Nommer un livre La chasse aux canards n’est pas anodin. C’est un nom qui joue sur plusieurs tableaux, il y a la fois quelques chose d’enfantin et d’un peu poisseux. On ne sait pas trop si l’on doit rire ou rester grave. Ce n’est que le parti pris de la traduction française puisque dans la version originale c’est le nom de la famille dont il est question qui introduit le roman, De Metsiers (Les Metsiers). Ça produit un peu le même effet finalement, on se doute bien que cette famille n’est pas anodine, ou trop justement, on s’attend à déraper. De mon point de vue du moins. En tout cas c’est ce qui m’a menée là. Jusqu’aux Metsiers, une famille effectivement bancale dans une ferme isolée des Flandres.
Le père est mort pendant une chasse aux canards et la mère a pris Peter, l’employé de ferme, pour amant. Le reste est du même acabit. Des trois enfants, Jules est absorbé par la religion, Yannie est fou amoureux de sa sœur Ana qui de son côté se jette dans les bras du premier venu. Nous sommes à la fin de la Seconde guerre mondiale, l’arrivée d’un soldat américain va faire valser l’équilibre fragile des Metsiers, voire peut-être leur rendre leur liberté.
« Dans l’obscurité, nous retrouvons les objets familiers de la cuisine : la table, les chaises, le poêle, les feuilles de tabac qui pendent très bas, sur un fil, l’odeur grasse mêlée de lait battu, de tabac et de pain fraîchement cuit. Il y a le silence quand nous entrons.

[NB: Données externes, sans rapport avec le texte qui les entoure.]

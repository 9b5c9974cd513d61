//! # Hide-and-Seek Server Library
//!
//! Hosts many small hide-and-seek games over WebSocket. Players open a game
//! under a short code, others join with that code, and the server runs each
//! round: it grows a grid, places everyone, relays moves, detects finds and
//! decides who seeks next.
//!
//! ## Architecture
//!
//! ### One Lock, Many Games
//! All games live in a single [`registry::Registry`] behind the
//! [`coordinator::Coordinator`]'s lock. Every command runs start to finish
//! under that lock, so the round logic in [`game`] is plain synchronous code.
//!
//! ### Mailboxes
//! Game logic never touches a socket. Each connection owns a [`mailbox`]
//! that the logic enqueues into; a writer task per connection drains it.
//!
//! ### Protocol
//! Frames are newline separated text, decoded once into
//! [`shared::ClientCommand`] and encoded from [`shared::ServerEvent`].
//!
//! ## Modules
//!
//! - [`identity`]: per-game symbol allocation, including the Santa rule
//! - [`grid`]: terrain selection and grid shaping
//! - [`placement`]: random distinct starting cells
//! - [`game`]: the round state machine
//! - [`registry`]: game codes and the table of live games
//! - [`coordinator`]: the lock and per-connection seats
//! - [`network`]: WebSocket accept loop and per-connection tasks
//! - [`config`]: command line flags
//!
//! ## Usage Example
//!
//! ```rust,no_run
//! use server::config::ServerConfig;
//! use server::network::Server;
//!
//! #[tokio::main]
//! async fn main() -> Result<(), Box<dyn std::error::Error>> {
//!     let config = ServerConfig {
//!         port: 9000,
//!         ..ServerConfig::default()
//!     };
//!
//!     let server = Server::bind(&config).await?;
//!     server.run().await?;
//!
//!     Ok(())
//! }
//! ```

pub mod config;
pub mod coordinator;
pub mod error;
pub mod game;
pub mod grid;
pub mod identity;
pub mod mailbox;
pub mod network;
pub mod placement;
pub mod registry;
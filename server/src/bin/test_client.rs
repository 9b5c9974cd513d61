use clap::Parser;
use futures_util::{SinkExt, StreamExt};
use shared::ClientCommand;
use tokio_tungstenite::connect_async;
use tokio_tungstenite::tungstenite::Message;

#[derive(Parser, Debug)]
#[command(author, version, about = "Scripted hide-and-seek player", long_about = None)]
struct Args {
    /// Server address to connect to
    #[arg(short = 's', long, default_value = "127.0.0.1:8080")]
    server: String,

    /// Player name
    #[arg(short = 'n', long, default_value = "tester")]
    name: String,

    /// Join this game instead of opening a new one
    #[arg(short = 'c', long)]
    code: Option<String>,

    /// Stop after this many frames
    #[arg(short = 'f', long, default_value = "50")]
    frames: usize,
}

#[tokio::main]
async fn main() -> Result<(), Box<dyn std::error::Error>> {
    let args = Args::parse();

    let url = format!("ws://{}/socket", args.server);
    println!("Connecting to {}", url);
    let (ws, _) = connect_async(url.as_str()).await?;
    let (mut write, mut read) = ws.split();

    let opening = match &args.code {
        Some(code) => ClientCommand::Join {
            code: code.clone(),
            name: args.name.clone(),
        },
        None => ClientCommand::NewGame {
            name: args.name.clone(),
        },
    };
    let creator = args.code.is_none();
    println!("Sending {:?}", opening.tag());
    write.send(Message::text(opening.to_string())).await?;

    let mut received = 0;
    while let Some(frame) = read.next().await {
        let text = match frame? {
            Message::Text(text) => text.as_str().to_string(),
            Message::Close(_) => break,
            _ => continue,
        };
        received += 1;
        println!("--- frame {} ---\n{}", received, text);

        let tag = text.split('\n').next().unwrap_or_default();
        let reply = match tag {
            "joined" if creator => Some(ClientCommand::Start),
            "setup" => Some(ClientCommand::ReadyToGo),
            "winner" | "round over" => Some(ClientCommand::ReadyForNextSetup),
            "no such game" | "name is taken" | "game is full" | "too many games in session" => {
                println!("Refused by server");
                break;
            }
            _ => None,
        };

        if let Some(command) = reply {
            println!("Sending {:?}", command.tag());
            write.send(Message::text(command.to_string())).await?;
        }

        if received >= args.frames {
            break;
        }
    }

    write.close().await?;
    println!("Test client finished");
    Ok(())
}
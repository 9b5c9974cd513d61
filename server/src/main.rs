use clap::Parser;
use log::{error, info};
use server::config::ServerConfig;
use server::identity::identity_capacity;
use server::network::Server;

#[tokio::main]
async fn main() -> Result<(), Box<dyn std::error::Error>> {
    env_logger::init();

    if std::env::var("RUST_LOG").is_err() {
        eprintln!("Set RUST_LOG=info for detailed logging");
    }

    let config = ServerConfig::parse();

    let server = Server::bind(&config).await?;
    info!("Maximum games: {}", config.max_games);
    info!("Maximum players per game: {}", identity_capacity());

    tokio::select! {
        result = server.run() => {
            if let Err(e) = result {
                error!("Server stopped: {}", e);
                return Err(e.into());
            }
        }
        _ = tokio::signal::ctrl_c() => {
            info!("Received Ctrl+C, shutting down");
        }
    }

    Ok(())
}
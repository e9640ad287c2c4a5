// SPDX-License-Identifier: Apache-2.0
// Copyright (c) 2025 Au-Zone Technologies. All Rights Reserved.

use crate::error::ConvertError;
use core::fmt;
use std::{
    collections::VecDeque,
    sync::{Arc, Mutex},
};
use tracing::debug;

/// Four-character pixel format code.
///
/// Identifies the memory layout of a pixel buffer using the conventional
/// V4L2-style four-byte tag.
#[derive(Copy, Clone, Debug, PartialEq, Eq, Hash)]
pub struct FourCC(pub [u8; 4]);

impl fmt::Display for FourCC {
    fn fmt(&self, f: &mut fmt::Formatter) -> fmt::Result {
        match core::str::from_utf8(&self.0) {
            Ok(s) => f.write_str(s),
            Err(_) => write!(f, "{:02x?}", self.0),
        }
    }
}

/// GREY 8-bit single-channel grayscale format
pub const GREY: FourCC = FourCC(*b"GREY");

/// RGB 24-bit pixel format (8 bits per channel, no alpha)
pub const RGB3: FourCC = FourCC(*b"RGB3");

/// RGBX 32-bit pixel format (8 bits per channel, unused alpha)
pub const RGBX: FourCC = FourCC(*b"RGBX");

/// RGBA 32-bit pixel format (8 bits per channel, with alpha)
pub const RGBA: FourCC = FourCC(*b"RGBA");

/// YUYV 4:2:2 YUV packed format (common camera output format)
pub const YUYV: FourCC = FourCC(*b"YUYV");

/// Bytes per pixel for a known format, `None` for unrecognized formats.
pub const fn format_bytes_per_pixel(format: FourCC) -> Option<usize> {
    match format {
        GREY => Some(1),
        YUYV => Some(2),
        RGB3 => Some(3),
        RGBX => Some(4),
        RGBA => Some(4),
        _ => None,
    }
}

const fn format_row_stride(format: FourCC, width: u32) -> Option<usize> {
    match format_bytes_per_pixel(format) {
        Some(bpp) => Some(bpp * width as usize),
        None => None,
    }
}

const fn image_size(width: u32, height: u32, format: FourCC) -> Option<usize> {
    match format_row_stride(format, width) {
        Some(stride) => Some(stride * height as usize),
        None => None,
    }
}

/// Rectangle specification for crop operations.
///
/// Defines a rectangular region within a source frame for cropping or
/// region-of-interest conversions.
#[derive(Copy, Clone, Debug, PartialEq, Eq)]
pub struct Rect {
    /// X coordinate of top-left corner
    pub x: i32,
    /// Y coordinate of top-left corner
    pub y: i32,
    /// Width of the rectangle in pixels
    pub width: i32,
    /// Height of the rectangle in pixels
    pub height: i32,
}

/// Mirror transform applied while converting.
///
/// Mirroring is applied during the sampling pass, before pixel
/// reformatting.
#[derive(Copy, Clone, Debug, PartialEq, Eq, Default)]
pub enum Transform {
    /// No mirroring
    #[default]
    None,
    /// Flip horizontally (left-right)
    MirrorX,
    /// Flip vertically (top-bottom)
    MirrorY,
    /// Flip both horizontally and vertically (180-degree rotation)
    MirrorBoth,
}

/// Parameters describing a single image conversion.
///
/// Parameters are fixed once a request has been submitted; the subsystem
/// never mutates them afterwards. Only downsampling is supported: the
/// output dimensions must not exceed the crop rectangle on either axis.
/// Scaling is nearest-neighbor.
#[derive(Copy, Clone, Debug, PartialEq, Eq)]
pub struct ConversionParams {
    /// Region of the source frame to convert
    pub input_rect: Rect,
    /// Output width in pixels
    pub output_width: u32,
    /// Output height in pixels
    pub output_height: u32,
    /// Output pixel format
    pub output_format: FourCC,
    /// Mirror transform applied during sampling
    pub transform: Transform,
}

impl ConversionParams {
    /// Checks the parameters against a source frame.
    ///
    /// # Errors
    ///
    /// Returns `InvalidArgument` if the crop rectangle is degenerate or
    /// falls outside the frame, or if the output dimensions are zero or
    /// exceed the crop rectangle. Returns `UnsupportedFormat` if the
    /// output format is not renderable.
    pub fn validate(&self, frame: &Frame) -> Result<(), ConvertError> {
        let rect = self.input_rect;
        if rect.x < 0 || rect.y < 0 || rect.width <= 0 || rect.height <= 0 {
            return Err(ConvertError::InvalidArgument(format!(
                "degenerate crop rect {}x{}+{}+{}",
                rect.width, rect.height, rect.x, rect.y
            )));
        }
        if rect.x as i64 + rect.width as i64 > frame.width() as i64
            || rect.y as i64 + rect.height as i64 > frame.height() as i64
        {
            return Err(ConvertError::InvalidArgument(format!(
                "crop rect {}x{}+{}+{} outside {}x{} frame",
                rect.width,
                rect.height,
                rect.x,
                rect.y,
                frame.width(),
                frame.height()
            )));
        }
        if self.output_width == 0 || self.output_height == 0 {
            return Err(ConvertError::InvalidArgument(format!(
                "degenerate output size {}x{}",
                self.output_width, self.output_height
            )));
        }
        if self.output_width as i64 > rect.width as i64
            || self.output_height as i64 > rect.height as i64
        {
            return Err(ConvertError::InvalidArgument(format!(
                "output {}x{} exceeds crop rect {}x{}, only downsampling is supported",
                self.output_width, self.output_height, rect.width, rect.height
            )));
        }
        // YUYV shares chroma between pixel pairs and is not a render target
        if self.output_format == YUYV || format_bytes_per_pixel(self.output_format).is_none() {
            return Err(ConvertError::UnsupportedFormat(self.output_format));
        }
        Ok(())
    }

    /// Row stride of the output buffer in bytes.
    pub fn output_stride(&self) -> Option<usize> {
        format_row_stride(self.output_format, self.output_width)
    }

    /// Total size of the output buffer in bytes.
    pub fn output_size(&self) -> Option<usize> {
        image_size(self.output_width, self.output_height, self.output_format)
    }
}

/// An owned source camera frame.
///
/// `Frame` holds the raw pixel data of a single captured frame along with
/// its dimensions and pixel format. Frames handed to the conversion
/// subsystem are shared by reference count, so a frame stays alive for as
/// long as any in-flight conversion still reads from it.
///
/// # Example
///
/// ```
/// use arcam_convert::image::{Frame, YUYV};
///
/// # fn main() -> Result<(), Box<dyn std::error::Error>> {
/// let frame = Frame::test_pattern(1920, 1080, YUYV)?;
///
/// assert_eq!(frame.width(), 1920);
/// assert_eq!(frame.height(), 1080);
/// assert_eq!(frame.format(), YUYV);
/// assert_eq!(frame.size(), 4147200);
/// # Ok(())
/// # }
/// ```
#[derive(Debug)]
pub struct Frame {
    width: u32,
    height: u32,
    format: FourCC,
    data: Box<[u8]>,
}

impl Frame {
    /// Wraps raw pixel data in a frame.
    ///
    /// # Errors
    ///
    /// Returns `UnsupportedFormat` for an unrecognized pixel format, and
    /// `InvalidArgument` when the buffer length does not match the
    /// dimensions, or for a YUYV frame with an odd width.
    pub fn new(
        width: u32,
        height: u32,
        format: FourCC,
        data: Vec<u8>,
    ) -> Result<Self, ConvertError> {
        let Some(size) = image_size(width, height, format) else {
            return Err(ConvertError::UnsupportedFormat(format));
        };
        if format == YUYV && width % 2 != 0 {
            return Err(ConvertError::InvalidArgument(format!(
                "YUYV frame width {width} must be even"
            )));
        }
        if data.len() != size {
            return Err(ConvertError::InvalidArgument(format!(
                "{}x{} {} frame needs {} bytes, got {}",
                width,
                height,
                format,
                size,
                data.len()
            )));
        }
        Ok(Self {
            width,
            height,
            format,
            data: data.into_boxed_slice(),
        })
    }

    /// Generates a synthetic gradient frame.
    ///
    /// Useful as a stand-in camera source for demos, tests, and benchmarks.
    pub fn test_pattern(width: u32, height: u32, format: FourCC) -> Result<Self, ConvertError> {
        let Some(size) = image_size(width, height, format) else {
            return Err(ConvertError::UnsupportedFormat(format));
        };
        let mut data = vec![0u8; size];
        let (w, h) = (width as usize, height as usize);
        match format {
            GREY => {
                for y in 0..h {
                    for x in 0..w {
                        data[y * w + x] = ((x + y) & 0xff) as u8;
                    }
                }
            }
            YUYV => {
                for y in 0..h {
                    for x in 0..w {
                        data[(y * w + x) * 2] = ((x + y) & 0xff) as u8;
                        data[(y * w + x) * 2 + 1] = 128;
                    }
                }
            }
            RGB3 | RGBX | RGBA => {
                let bpp = size / (w * h).max(1);
                for y in 0..h {
                    for x in 0..w {
                        let i = (y * w + x) * bpp;
                        data[i] = (x & 0xff) as u8;
                        data[i + 1] = (y & 0xff) as u8;
                        data[i + 2] = ((x + y) & 0xff) as u8;
                        if bpp == 4 {
                            data[i + 3] = 255;
                        }
                    }
                }
            }
            _ => return Err(ConvertError::UnsupportedFormat(format)),
        }
        Self::new(width, height, format, data)
    }

    pub fn width(&self) -> u32 {
        self.width
    }

    pub fn height(&self) -> u32 {
        self.height
    }

    pub fn format(&self) -> FourCC {
        self.format
    }

    pub fn data(&self) -> &[u8] {
        &self.data
    }

    pub fn size(&self) -> usize {
        self.data.len()
    }

    pub fn row_stride(&self) -> usize {
        format_row_stride(self.format, self.width).unwrap_or(0)
    }
}

impl fmt::Display for Frame {
    fn fmt(&self, f: &mut fmt::Formatter) -> fmt::Result {
        write!(
            f,
            "{}x{} {} {} bytes",
            self.width,
            self.height,
            self.format,
            self.data.len()
        )
    }
}

/// Identifier referencing a frame held by a [`FrameSource`].
///
/// The default handle references nothing and never resolves.
#[derive(Copy, Clone, Debug, Default, PartialEq, Eq, Hash)]
pub struct FrameHandle(u64);

/// Source of camera frames for the conversion subsystem.
///
/// Implemented by whatever owns the capture path: a live camera reader, a
/// playback source, or the in-memory [`FramePool`]. The source also
/// advertises which output pixel formats conversions may target.
pub trait FrameSource: Send + Sync {
    /// Resolves a handle to the frame it references, if still live.
    fn frame(&self, handle: FrameHandle) -> Option<Arc<Frame>>;

    /// Output pixel formats supported for conversions from this source.
    fn output_formats(&self) -> &[FourCC];
}

struct PoolInner {
    frames: VecDeque<(u64, Arc<Frame>)>,
    next_id: u64,
}

/// Bounded in-memory frame source.
///
/// Holds the most recent frames up to a fixed capacity; inserting beyond
/// capacity recycles the oldest frame and invalidates its handle. Handles
/// are never reused. Conversions pin their source frame by reference
/// count, so recycling a frame does not disturb a conversion already
/// submitted against it.
pub struct FramePool {
    inner: Mutex<PoolInner>,
    formats: Vec<FourCC>,
    capacity: usize,
}

impl FramePool {
    /// Creates a pool advertising the default renderable output formats.
    pub fn new(capacity: usize) -> Self {
        Self::with_formats(capacity, vec![GREY, RGB3, RGBX, RGBA])
    }

    /// Creates a pool advertising a custom set of output formats.
    pub fn with_formats(capacity: usize, formats: Vec<FourCC>) -> Self {
        Self {
            inner: Mutex::new(PoolInner {
                frames: VecDeque::new(),
                next_id: 1,
            }),
            formats,
            capacity: capacity.max(1),
        }
    }

    /// Adds a frame, recycling the oldest one if the pool is full.
    pub fn insert(&self, frame: Frame) -> FrameHandle {
        let mut inner = self.inner.lock().unwrap();
        let id = inner.next_id;
        inner.next_id += 1;
        inner.frames.push_back((id, Arc::new(frame)));
        while inner.frames.len() > self.capacity {
            if let Some((old, _)) = inner.frames.pop_front() {
                debug!(handle = old, "frame recycled");
            }
        }
        FrameHandle(id)
    }

    /// Drops a frame from the pool ahead of recycling.
    pub fn invalidate(&self, handle: FrameHandle) {
        let mut inner = self.inner.lock().unwrap();
        inner.frames.retain(|(id, _)| *id != handle.0);
    }

    pub fn len(&self) -> usize {
        self.inner.lock().unwrap().frames.len()
    }

    pub fn is_empty(&self) -> bool {
        self.len() == 0
    }
}

impl FrameSource for FramePool {
    fn frame(&self, handle: FrameHandle) -> Option<Arc<Frame>> {
        let inner = self.inner.lock().unwrap();
        inner
            .frames
            .iter()
            .find(|(id, _)| *id == handle.0)
            .map(|(_, frame)| Arc::clone(frame))
    }

    fn output_formats(&self) -> &[FourCC] {
        &self.formats
    }
}
use arcam_convert::convert::{Converter, NativeBuffer, NativeRequestId, NativeStatus};
use arcam_convert::error::ConvertError;
use arcam_convert::image::{ConversionParams, Frame, FramePool, Rect, Transform, GREY};
use arcam_convert::request::{ConversionManager, RequestStatus};
use criterion::{criterion_group, criterion_main, Criterion};
use std::sync::{
    atomic::{AtomicU64, Ordering},
    Arc,
};

/// Backend that completes instantly, so the measurement is the manager's
/// tracking overhead rather than pixel work.
struct InstantConverter {
    buffer: NativeBuffer,
    next: AtomicU64,
}

impl InstantConverter {
    fn new(len: usize) -> Self {
        Self {
            buffer: NativeBuffer::new(vec![0u8; len]),
            next: AtomicU64::new(1),
        }
    }
}

impl Converter for InstantConverter {
    fn submit(
        &self,
        _frame: Arc<Frame>,
        _params: ConversionParams,
    ) -> Result<NativeRequestId, ConvertError> {
        Ok(self.next.fetch_add(1, Ordering::Relaxed))
    }

    fn status(&self, _id: NativeRequestId) -> NativeStatus {
        NativeStatus::Ready
    }

    fn resolve(&self, _id: NativeRequestId) -> Result<NativeBuffer, ConvertError> {
        Ok(self.buffer.clone())
    }

    fn release(&self, _id: NativeRequestId) {}
}

pub fn benchmark_submit(c: &mut Criterion) {
    let pool = Arc::new(FramePool::new(4));
    let manager = ConversionManager::new(pool.clone(), Arc::new(InstantConverter::new(76800)));
    let frame = pool.insert(Frame::test_pattern(640, 480, GREY).unwrap());
    let params = ConversionParams {
        input_rect: Rect {
            x: 0,
            y: 0,
            width: 640,
            height: 480,
        },
        output_width: 320,
        output_height: 240,
        output_format: GREY,
        transform: Transform::None,
    };

    c.bench_function("request/lifecycle", |b| {
        b.iter(|| {
            let request = manager.submit(frame, params).unwrap();
            assert_eq!(manager.poll_status(request), RequestStatus::Ready);
            let view = manager.result_view(request).unwrap();
            assert_eq!(view.len(), 76800);
            manager.dispose(request);
        })
    });
}

criterion_group!(benches, benchmark_submit);
criterion_main!(benches);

Yannie allume. Les vitres se mettent à briller. L’horloge marque deux heures et demie, ou presque. Tanno s’est réveillé et se frotte contre mes jambes. Nous revoici dans notre forteresse, nous sommes à nouveau réunis pour faire face au village entier, contre tous. »
En 1950, Hugo Claus signait avec La chasse aux canards un premier roman fabuleusement âpre, saisissant la médiocrité avec une écriture sèche, précise et des dialogues nourris au rural rustique. En quelques mots, les portraits sont savamment dressés et une galerie de personnages prend corps progressivement au fil de ce roman choral puissant et troublant.
Hugo Claus a ensuite publié une quinzaine de romans, recueils de poésie et pièces de théâtre. Il a également été peintre, scénariste et réalisateur. Il est considéré comme l’un des plus grands auteurs flamands.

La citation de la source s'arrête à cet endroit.